聞けば、彼女は名門校の出身でもなんでもなく、ごく普通の教育しか受けていないのだという。それはつまり、獣王国に住む人の大部分が彼女と同じくらい博識であるということだった。
「お褒め頂き光栄です。しかし、この国には問題もあります」
いつの間にか雪は雨になっており、馬車の窓を弱弱しく撫でている。
彼女はもともと旧家――獣王国に古くからあるいわゆる貴族――に生まれた。ところが彼女の親が重罪を犯したため、家は取り潰され、両親は奴隷として売られた。奴隷と言っても過酷な労働を強制されるわけではなく、奴隷の扱いについて定められた法律もあり、私的財産などが認められないだけで、健康やある程度の自由は保障されていた。彼女自身も連座制の餌食となったが、まだ幼かったために孤児院に引き取られ、そこで十分な教育を受けることができた。
「連座制自体私は反対ですが、問題はそこではありません」
彼女は運よく孤児院に行くことができたが、全ての子どもがそう上手くいくとは限らない。見過ごされる子ども奴隷も多く、そしてそういった子らは、奴隷から解放されるのが難しい。一般の奴隷は、ある程度の年数が経てば解放される。これは主人との契約時に必ず盛り込まれる内容だ。しかし、小さい頃から奴隷として働くことが、自由という概念の発現を妨害するのである。更に、子どもだけで奴隷商に立ち向かうことは困難で、相手によってはとてつもなく不利で不自由な契約を結ばされることもある。

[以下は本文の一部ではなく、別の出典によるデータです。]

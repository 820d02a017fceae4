//! Projection of the parsed hydration tree into a flat `SongInfo`.
//!
//! Node selection walks the loader-data map; lyric formatting derives the
//! two textual encodings (standard LRC and word-level LRC); contributor
//! extraction pattern-matches the metadata lyric lines for lyricist and
//! composer credits.

use once_cell::sync::Lazy;
use regex::Regex;
use serde_json::Value;

use crate::models::{Contributors, FormattedLyrics, Lyrics, SongInfo};

/// Loader-data key the song page payload lives under on current pages.
pub const DEFAULT_LOADER_KEY: &str = "song_(id)/page";

/// Credit line prefixes, CJK and Latin, with full- or half-width colon.
static LYRICIST_RE: Lazy<Regex> = Lazy::new(|| {
    Regex::new(r"(?i)(?:作词|词|Lyricist|Lyrics\s*by)[:：]\s*(.+)$").expect("lyricist regex")
});
static COMPOSER_RE: Lazy<Regex> = Lazy::new(|| {
    Regex::new(r"(?i)(?:作曲|曲|Composer|Music\s*by)[:：]\s*(.+)$").expect("composer regex")
});

/// Separators between names in a credit line: slash, CJK and Latin commas,
/// semicolons, whitespace runs.
static NAME_SPLIT_RE: Lazy<Regex> =
    Lazy::new(|| Regex::new(r"[/、，,;；\s]+").expect("name split regex"));

/// Locate the song page node and map it into a `SongInfo`.
///
/// The node is looked up under `loaderData` by `expected_key`; if absent,
/// the map's entries are scanned in insertion order for the first value
/// that structurally carries an `audioWithLyricsOption` object. All
/// identity fields must resolve or the projection yields `None` as a
/// whole; enriched fields are optional passthroughs.
pub fn project_song_info(parsed: &Value, expected_key: &str) -> Option<SongInfo> {
    let loader_data = parsed.get("loaderData")?.as_object()?;

    let page = match loader_data.get(expected_key) {
        Some(page) => page,
        None => loader_data
            .values()
            .find(|candidate| has_audio_with_lyrics(candidate))?,
    };

    let option = page.get("audioWithLyricsOption").filter(|v| v.is_object())?;
    let track_info = option.get("trackInfo")?;

    let title = track_info.get("name")?.as_str()?.to_string();
    let artists = track_info
        .get("artists")?
        .as_array()?
        .iter()
        .filter_map(|artist| artist.get("name").and_then(Value::as_str))
        .map(str::to_string)
        .collect();
    let album = track_info.get("album")?.get("name")?.as_str()?.to_string();
    let cover_url = option.get("coverURL")?.as_str()?.to_string();
    let audio_url = option.get("url")?.as_str()?.to_string();

    let lyrics_data: Lyrics = option
        .get("lyrics")
        .and_then(|v| serde_json::from_value(v.clone()).ok())
        .unwrap_or_default();

    Some(SongInfo {
        title,
        artists,
        album,
        cover_url,
        audio_url,
        lyrics: format_lyrics(&lyrics_data),
        contributors: extract_contributors(&lyrics_data),
        track_info: Some(track_info.clone()),
        bit_rates: track_info.get("bit_rates").cloned(),
        label_info: track_info.get("label_info").cloned(),
        stats: track_info.get("stats").cloned(),
        colors: track_info.get("colors").cloned(),
        album_info: track_info.get("album").cloned(),
        artist_details: track_info.get("artists").cloned(),
        comments: option.get("commentsStruct").cloned(),
        artist_tracks: option.get("artistTracks").cloned(),
        related_tracks: option.get("relatedTracks").cloned(),
        chart_tracks: option.get("chartTracks").cloned(),
        anchor: option.get("anchor").cloned(),
    })
}

/// Capability test for the structural fallback: does this loader-data
/// value carry an audio-with-lyrics sub-object?
fn has_audio_with_lyrics(candidate: &Value) -> bool {
    candidate
        .get("audioWithLyricsOption")
        .is_some_and(Value::is_object)
}

/// Format a millisecond offset as an LRC time tag `[MM:SS.ss]`.
///
/// Minutes are zero-padded to two digits with no upper bound; seconds
/// within the minute are rendered to two decimals, zero-padded to width 5.
/// Negative inputs clamp to zero.
pub fn format_lrc_time(milliseconds: i64) -> String {
    let ms = milliseconds.max(0);
    let minutes = ms / 60_000;
    let seconds = (ms % 60_000) as f64 / 1000.0;
    format!("[{minutes:02}:{seconds:05.2}]")
}

/// Derive the two lyric text blocks from timed sentences.
///
/// Only sung lines (not `"lrc"` metadata) with at least one word are kept;
/// ordering follows the input. Empty input yields empty blocks.
pub fn format_lyrics(lyrics: &Lyrics) -> FormattedLyrics {
    let mut lrc_lines = Vec::new();
    let mut word_lrc_lines = Vec::new();

    let sung = lyrics
        .sentences
        .iter()
        .filter(|s| s.kind.as_deref() != Some("lrc") && !s.words.is_empty());

    for sentence in sung {
        let time_tag = format_lrc_time(sentence.start_ms);
        lrc_lines.push(format!("{time_tag}{}", sentence.text));

        let word_tags: String = sentence
            .words
            .iter()
            .map(|w| format!("<{},{}>{}", w.start_ms, w.end_ms, w.text))
            .collect();
        word_lrc_lines.push(format!("{time_tag}{word_tags}"));
    }

    FormattedLyrics {
        lrc: lrc_lines.join("\n"),
        word_lrc: word_lrc_lines.join("\n"),
    }
}

/// Pull lyricist/composer names out of the metadata lyric lines.
///
/// Lines marked `"lrc"` are matched against the bilingual credit prefixes;
/// the captured tail is split into names, trimmed, and de-duplicated
/// preserving first-seen order. Returns `None` when nothing matched, and
/// omits either field when its list is empty.
pub fn extract_contributors(lyrics: &Lyrics) -> Option<Contributors> {
    let meta_lines: Vec<&str> = lyrics
        .sentences
        .iter()
        .filter(|s| s.kind.as_deref() == Some("lrc"))
        .map(|s| s.text.trim())
        .collect();
    if meta_lines.is_empty() {
        return None;
    }

    let mut lyricists = Vec::new();
    let mut composers = Vec::new();

    for line in meta_lines {
        if let Some(caps) = LYRICIST_RE.captures(line)
            && let Some(names) = caps.get(1)
        {
            push_names(&mut lyricists, names.as_str());
        }
        if let Some(caps) = COMPOSER_RE.captures(line)
            && let Some(names) = caps.get(1)
        {
            push_names(&mut composers, names.as_str());
        }
    }

    if lyricists.is_empty() && composers.is_empty() {
        return None;
    }
    Some(Contributors {
        lyricists: (!lyricists.is_empty()).then_some(lyricists),
        composers: (!composers.is_empty()).then_some(composers),
    })
}

/// Split a captured name list and append the unseen names in order.
fn push_names(out: &mut Vec<String>, captured: &str) {
    for name in NAME_SPLIT_RE.split(captured) {
        let name = name.trim();
        if !name.is_empty() && !out.iter().any(|n| n == name) {
            out.push(name.to_string());
        }
    }
}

「国も子ども達を救おうとはしていますが、全く間に合っていないのが現状です。酷い場合だと、人間の国へ連れていかれて一生愛玩動物として飼われるという事例もあります」
一部のお金のある人間が高く買い取るために子攫いまで発生する始末。少し前、王都防衛を担う第一軍団を増員し、半分をこれらの阻止に充てたというのは有名な話である。
「エリスはどうしたいの?」
「奴隷制自体を無くせとは言いません。というか言えません。ですが、幼い子たちは全員孤児院に入れてほしいですし、たとえ大人でも人間に売り払うのは禁止、という感じです」
「じゃあさ」
どうしたらエリスの夢が実現するのか、何が課題となるか、具体的にいくつの孤児院が必要になってどのくらい国庫を使うのか、彼女らは真剣に討議する。ルナもライザもミカエラも、異世界で知った奴隷制度には吐き気を覚えたし、それを別にしても、久しく他人と話してこなかった3人にとって、この議論は非常に刺激的で面白い時間となった。
夕方。
何気なく外を見ていたミカエラが、いよいよ激しくなってきた雨の中に、ぼんやりと光る灯を見つけた。